3. Na corrida presidencial, Marques Mendes está em fase de consolidação. O apoio de Eduardo Barroso, um médico-cirurgião prestigiado, mediático, amigo de infância de Marcelo Rebelo de Sousa, membro do núcleo duro familiar Barroso-Soares, relevante sportinguista e bon-vivant, é um excelente sinal que mobiliza muitas simpatias. Eduardo Barroso aceitou mesmo ser o mandatário de Mendes em Lisboa, o que significa que será parte ativa do movimento. Um pouco por todo o país, Marques Mendes tem juntado apoio de gente influente, de “boa onda”, o que sublinha o seu perfil conciliador, abrangente e construtor de pontes que são, evidentemente, uma exigência num quadro político-partidário espartilhado e complexo em que a capacidade de diálogo será determinante para o exercício de uma função presidencial que promete ser mais exigente do que nunca.

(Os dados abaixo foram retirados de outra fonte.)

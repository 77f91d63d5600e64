use chrono::{DateTime, Utc};
use rust_decimal::Decimal;
use serde::{Deserialize, Serialize};

/// A persisted row of a visitor's shopping cart
#[derive(Debug, Clone, PartialEq, Serialize, Deserialize, sqlx::FromRow)]
#[serde(rename_all = "camelCase")]
pub struct CartItem {
    pub cart_id: i32,
    pub visitor_id: i32,
    pub commodity_type_id: i32,
    pub quantity: i32,
    pub size: Option<String>,
    pub added_at: DateTime<Utc>,
}

/// Cart row joined with the commodity display fields, as returned by List
#[derive(Debug, Clone, PartialEq, Serialize, Deserialize, sqlx::FromRow)]
#[serde(rename_all = "camelCase")]
pub struct CartItemDetails {
    pub cart_id: i32,
    pub commodity_type_id: i32,
    pub commodity_name: String,
    pub base_price: Decimal,
    pub quantity: i32,
    pub size: Option<String>,
    pub stock_quantity: i32,
    pub image_url: Option<String>,
    pub added_at: DateTime<Utc>,
}

/// Validated add command handed to the repository.
///
/// `size` is already in canonical form: trimmed, with empty values mapped to `None`.
#[derive(Debug, Clone, PartialEq, Eq)]
pub struct NewCartItem {
    pub visitor_id: i32,
    pub commodity_type_id: i32,
    pub quantity: i32,
    pub size: Option<String>,
}

/// What an add did to the cart
#[derive(Debug, Clone, Copy, PartialEq, Eq)]
pub enum AddOutcome {
    /// A new row was inserted
    Created { cart_id: i32, quantity: i32 },
    /// The request was folded into an existing row
    Merged { cart_id: i32, quantity: i32 },
}

impl AddOutcome {
    pub fn cart_id(&self) -> i32 {
        match self {
            AddOutcome::Created { cart_id, .. } | AddOutcome::Merged { cart_id, .. } => *cart_id,
        }
    }

    /// Quantity of the row after the write
    pub fn quantity(&self) -> i32 {
        match self {
            AddOutcome::Created { quantity, .. } | AddOutcome::Merged { quantity, .. } => {
                *quantity
            }
        }
    }

    pub fn is_created(&self) -> bool {
        matches!(self, AddOutcome::Created { .. })
    }
}

fn default_quantity() -> i32 {
    1
}

/// Request body for `POST /api/cart/add`
#[derive(Debug, Clone, Serialize, Deserialize)]
#[serde(rename_all = "camelCase")]
pub struct AddToCartRequest {
    pub visitor_id: Option<i32>,
    pub commodity_type_id: Option<i32>,
    #[serde(default = "default_quantity")]
    pub quantity: i32,
    #[serde(default)]
    pub size: Option<String>,
}

/// Request body for `PUT /api/cart/{cartId}`
#[derive(Debug, Clone, Serialize, Deserialize)]
pub struct UpdateCartItemRequest {
    pub quantity: Option<i32>,
}

/// Whether an add created a row or merged into one
#[derive(Debug, Clone, Copy, PartialEq, Eq, Serialize, Deserialize)]
#[serde(rename_all = "lowercase")]
pub enum AddStatus {
    Created,
    Merged,
}

/// Response body for a successful add
#[derive(Debug, Clone, Serialize, Deserialize)]
#[serde(rename_all = "camelCase")]
pub struct AddToCartResponse {
    pub message: String,
    pub cart_id: i32,
    pub status: AddStatus,
    pub quantity: i32,
}

/// Response body for a successful quantity update
#[derive(Debug, Clone, Serialize, Deserialize)]
#[serde(rename_all = "camelCase")]
pub struct UpdateCartItemResponse {
    pub message: String,
    pub cart_id: i32,
    pub quantity: i32,
}

/// Response body for a successful clear
#[derive(Debug, Clone, Serialize, Deserialize)]
pub struct ClearCartResponse {
    pub message: String,
    pub removed: u64,
}

/// Plain message envelope
#[derive(Debug, Clone, Serialize, Deserialize)]
pub struct MessageResponse {
    pub message: String,
}

impl From<AddOutcome> for AddToCartResponse {
    fn from(outcome: AddOutcome) -> Self {
        let (message, status) = match outcome {
            AddOutcome::Created { .. } => ("Added to cart successfully", AddStatus::Created),
            AddOutcome::Merged { .. } => ("Cart updated successfully", AddStatus::Merged),
        };
        Self {
            message: message.to_string(),
            cart_id: outcome.cart_id(),
            status,
            quantity: outcome.quantity(),
        }
    }
}

impl From<CartItem> for UpdateCartItemResponse {
    fn from(item: CartItem) -> Self {
        Self {
            message: "Cart updated successfully".to_string(),
            cart_id: item.cart_id,
            quantity: item.quantity,
        }
    }
}

impl MessageResponse {
    pub fn new(message: impl Into<String>) -> Self {
        Self {
            message: message.into(),
        }
    }
}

4. Foi lento o timing de Carlos Moedas em comunicar a decisão de recandidatura à Câmara de Lisboa. Foi feita sexta-feira, mas só será formalizada mais para a frente. É que enquanto estiver neste limbo, Moedas tira maior proveito da cobertura mediática que lhe fazem como “mayor”. Em contrapartida, quando formalizar o avanço e a natureza da sua coligação, não poderá usufruir da atual e generosa exposição mediática. Dito isto, sabe-se que persistem muitas tensões à volta de Moedas e que lhe será difícil negociar uma coligação. Há uma luta grande dentro do CDS por causa de Anacoreta Correia de quem os centristas no poder não gostam. Há, ainda por cima, os liberais que, logicamente, pretendem ter mais peso do que o moribundo CDS. Apesar do número bacoco da carta de amor que escreve a Lisboa para justificar mais um mandato e para fazer o que ainda não foi feito, a capital não é uma paixão para Moedas. Nada tem a ver com o sentir palpitante de Abecassis, Santana Lopes ou mesmo João Soares. Lisboa para ele é uma escala, uma etapa na vida política e/ou profissional. O que o move, num ou noutro campo, está mais acima. Talvez no topo do governo ou de uma instituição internacional. Quem visa tão alto sabe, sobretudo, que seria uma nódoa curricular uma desistência ou uma derrota numa corrida à reeleição. Por isso percebe-se que andasse a gerir o tempo até ter as condições que agora estão praticamente garantidas. Desde logo na própria máquina do PSD, o que não era óbvio depois do Tutti Fruti. Agora, Moedas considera que tem reunidas as condições essenciais e aposta na fragilidade da candidatura de Alexandra Leitão, que não parece capaz de unir a esquerda. Isto apesar da constatação óbvia de que os lisboetas de todas as classes e grupos sociais perderam qualidade de vida nos últimos anos.